Same thing, different meaning.

To employers, California often feels like a foreign country. It has some of the most employee-friendly laws in the nation, creating migraines for multi-state employers. When it comes to interpreting legal phrases, California lives up to its reputation, especially in the Employee vs. Independent Contractor context.

Today we look at California’s definition of “employ” as it relates to determining whether someone is an employee or an independent contractor.

California’s wage and hour laws are set forth in the state’s Industrial Wage Orders, a bulky set of directives that set the rules for minimum wage, overtime, meal and rest breaks, and various record keeping requirements for California employers. These rules apply only to employees, not independent contractors, but the test for determining Who Is My Employee? in California is different than under any federal law.

California’s Industrial Wage Orders use the same language to define “employ” as used in the federal Fair Labor Standards Act (FLSA). But fittingly, the Republic of California applies a different meaning to the same phrase.
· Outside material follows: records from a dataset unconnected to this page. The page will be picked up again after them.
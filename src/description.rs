//! JSON machine descriptions.
//!
//! A description is the on-disk form of a [`StateMachine`] plus the emitter
//! settings to compile it with:
//!
//! ```json
//! {
//!   "emitter": { "state_register": "game_state" },
//!   "states": [
//!     {
//!       "name": "START",
//!       "output": { "signals": { "start": "1" } },
//!       "transition": { "conditions": "button_0", "targets": "RUN", "label": " 0 pressed" }
//!     },
//!     {
//!       "name": "RUN",
//!       "output": {
//!         "signals": { "we": "1", "rb": ["a", "b"] },
//!         "labels": { "rb": "a/b" }
//!       },
//!       "transition": { "conditions": ["button_a", "button_b"], "targets": "START" }
//!     }
//!   ]
//! }
//! ```
//!
//! States are registered in array order.

use crate::compile::EmitterConfig;
use crate::core::{StateMachine, StateOutput, TransitionRule};
use serde::{Deserialize, Serialize};
use std::fs;
use std::path::{Path, PathBuf};
use thiserror::Error;
use tracing::debug;

/// Errors loading or saving a description.
#[derive(Debug, Error)]
pub enum DescriptionError {
    #[error("Failed to read description '{path}': {source}")]
    Read {
        path: PathBuf,
        #[source]
        source: std::io::Error,
    },

    #[error("Failed to write description '{path}': {source}")]
    Write {
        path: PathBuf,
        #[source]
        source: std::io::Error,
    },

    #[error("Malformed description: {0}")]
    Parse(#[from] serde_json::Error),
}

/// One state entry of a description.
#[derive(Clone, Debug, PartialEq, Serialize, Deserialize)]
pub struct StateDescription {
    pub name: String,
    #[serde(default)]
    pub output: StateOutput,
    #[serde(default, skip_serializing_if = "Option::is_none")]
    pub transition: Option<TransitionRule>,
}

/// A whole machine plus emitter settings.
#[derive(Clone, Debug, Default, PartialEq, Serialize, Deserialize)]
pub struct MachineDescription {
    #[serde(default)]
    pub emitter: EmitterConfig,
    #[serde(default)]
    pub states: Vec<StateDescription>,
}

impl MachineDescription {
    pub fn from_json_str(json: &str) -> Result<Self, DescriptionError> {
        Ok(serde_json::from_str(json)?)
    }

    pub fn from_path(path: impl AsRef<Path>) -> Result<Self, DescriptionError> {
        let path = path.as_ref();
        let json = fs::read_to_string(path).map_err(|source| DescriptionError::Read {
            path: path.to_path_buf(),
            source,
        })?;
        let description = Self::from_json_str(&json)?;
        debug!(path = %path.display(), states = description.states.len(), "loaded description");
        Ok(description)
    }

    /// Capture an existing machine.
    pub fn from_machine(machine: &StateMachine, emitter: EmitterConfig) -> Self {
        let states = machine
            .states()
            .map(|(name, entry)| StateDescription {
                name: name.to_string(),
                output: entry.output.clone(),
                transition: entry.rule.clone(),
            })
            .collect();
        Self { emitter, states }
    }

    /// Register every state, in order, on a fresh machine.
    pub fn to_machine(&self) -> StateMachine {
        let mut machine = StateMachine::new();
        for state in &self.states {
            machine.add_state(
                state.name.clone(),
                state.output.clone(),
                state.transition.clone(),
            );
        }
        machine
    }

    pub fn to_json_pretty(&self) -> Result<String, DescriptionError> {
        Ok(serde_json::to_string_pretty(self)?)
    }

    pub fn save(&self, path: impl AsRef<Path>) -> Result<(), DescriptionError> {
        let path = path.as_ref();
        let json = self.to_json_pretty()?;
        fs::write(path, json).map_err(|source| DescriptionError::Write {
            path: path.to_path_buf(),
            source,
        })
    }
}

#[cfg(test)]
mod tests {
    use super::*;
    use crate::core::Signal;

    const SAMPLE: &str = r#"{
        "states": [
            {
                "name": "START",
                "output": { "signals": { "start": "1" } },
                "transition": { "conditions": "button_0", "targets": "RUN", "label": " 0 pressed" }
            },
            {
                "name": "RUN",
                "output": {
                    "signals": { "we": "1", "rb": ["a", "b"] },
                    "labels": { "rb": "a/b" }
                },
                "transition": { "conditions": ["button_a", "button_b"], "targets": "START" }
            },
            { "name": "END" }
        ]
    }"#;

    #[test]
    fn parses_sample_description() {
        let description = MachineDescription::from_json_str(SAMPLE).unwrap();

        assert_eq!(description.emitter, EmitterConfig::default());
        assert_eq!(description.states.len(), 3);

        let run = &description.states[1];
        assert_eq!(run.output.get(Signal::ReadB).map(|c| c.len()), Some(2));
        assert_eq!(run.output.label(Signal::ReadB), Some("a/b"));
        assert!(description.states[2].transition.is_none());
    }

    #[test]
    fn builds_machine_in_order() {
        let machine = MachineDescription::from_json_str(SAMPLE)
            .unwrap()
            .to_machine();

        let names: Vec<&str> = machine.state_names().collect();
        assert_eq!(names, vec!["START", "RUN", "END"]);

        let code = machine.compile().unwrap();
        assert!(code.contains("  if(button_b) {"));
    }

    #[test]
    fn unknown_signal_is_rejected() {
        let json = r#"{"states": [{"name": "A", "output": {"signals": {"wx": "1"}}}]}"#;
        let err = MachineDescription::from_json_str(json).unwrap_err();
        assert!(matches!(err, DescriptionError::Parse(_)));
    }

    #[test]
    fn machine_survives_a_round_trip() {
        let original = MachineDescription::from_json_str(SAMPLE).unwrap();
        let json = original.to_json_pretty().unwrap();
        let reloaded = MachineDescription::from_json_str(&json).unwrap();
        assert_eq!(original, reloaded);
    }

    #[test]
    fn saves_and_loads_from_disk() {
        let dir = tempfile::tempdir().unwrap();
        let path = dir.path().join("fsm.json");

        let original = MachineDescription::from_json_str(SAMPLE).unwrap();
        original.save(&path).unwrap();

        let loaded = MachineDescription::from_path(&path).unwrap();
        assert_eq!(loaded.states.len(), 3);
    }

    #[test]
    fn missing_file_reports_path() {
        let err = MachineDescription::from_path("/nonexistent/fsm.json").unwrap_err();
        assert!(matches!(err, DescriptionError::Read { .. }));
        assert!(err.to_string().contains("/nonexistent/fsm.json"));
    }
}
California’s wage and hour laws provide three alternative definitions for “employ”: (1) to exercise control over the wages, hours, or working conditions, (2) to suffer or permit to work, or (3) to engage, thereby creating a common law employment relationship.

The FLSA also defines “employ” as “to suffer or permit to work.”

On Monday, we described how the FLSA’s “suffer or permit” standard is applied when determining whether someone is an employee or an independent contractor.

Today’s post describes California’s test for the same phrase. It’s different. Hook ‘em horns.

Historically, California courts have rejected the federal interpretation of “suffer or permit” as not being broad enough. California courts interpret the phrase more literally. If you permit someone to work, that person is likely your employee.

In April 2018, California’s Supreme Court set up a test that cemented that expansive interpretation into law.

In Dynamex Operations West v. Superior Court, the California Supreme Court ruled that, to determine whether someone is an employee or an independent contract, an ABC Test must be used.

An ABC Test sets a higher bar than a Right to Control Test or an Economic Realities Test. It also sets a higher bar than California’s S.G. Borello test, which is the hybrid Right to Control/Economic Realities Test that California had been using since 1989 to answer the Employee vs. Independent Contractor question.

California’s ABC Test starts with the presumption that, for claims covered under California wage orders, every worker is an employee. Then, to prove otherwise, the business retaining that worker must prove (all 3):

(A) the worker is free from the control and direction of the hiring entity in connection with the performance of the work, both under the contract for the performance of the work and in fact, and

(B) the worker performs work that is outside the usual course of the hiring entity’s business, and

(C) the worker is customarily engaged in an independently established trade, occupation, or business.

Fail just one part, and the worker is an employee under California wage and hour law. This new test is even stricter than most other states’ ABC Tests, which usually include two ways that Part B can be satisfied.

As of now, the Dynamex test applies only to claims brought under California wage orders, we think.  These claims generally include minimum wage, overtime, and meal and rest break claims. So far, this test does not appear to apply to claims such as failure to reimburse expenses or failure to provide employee benefits.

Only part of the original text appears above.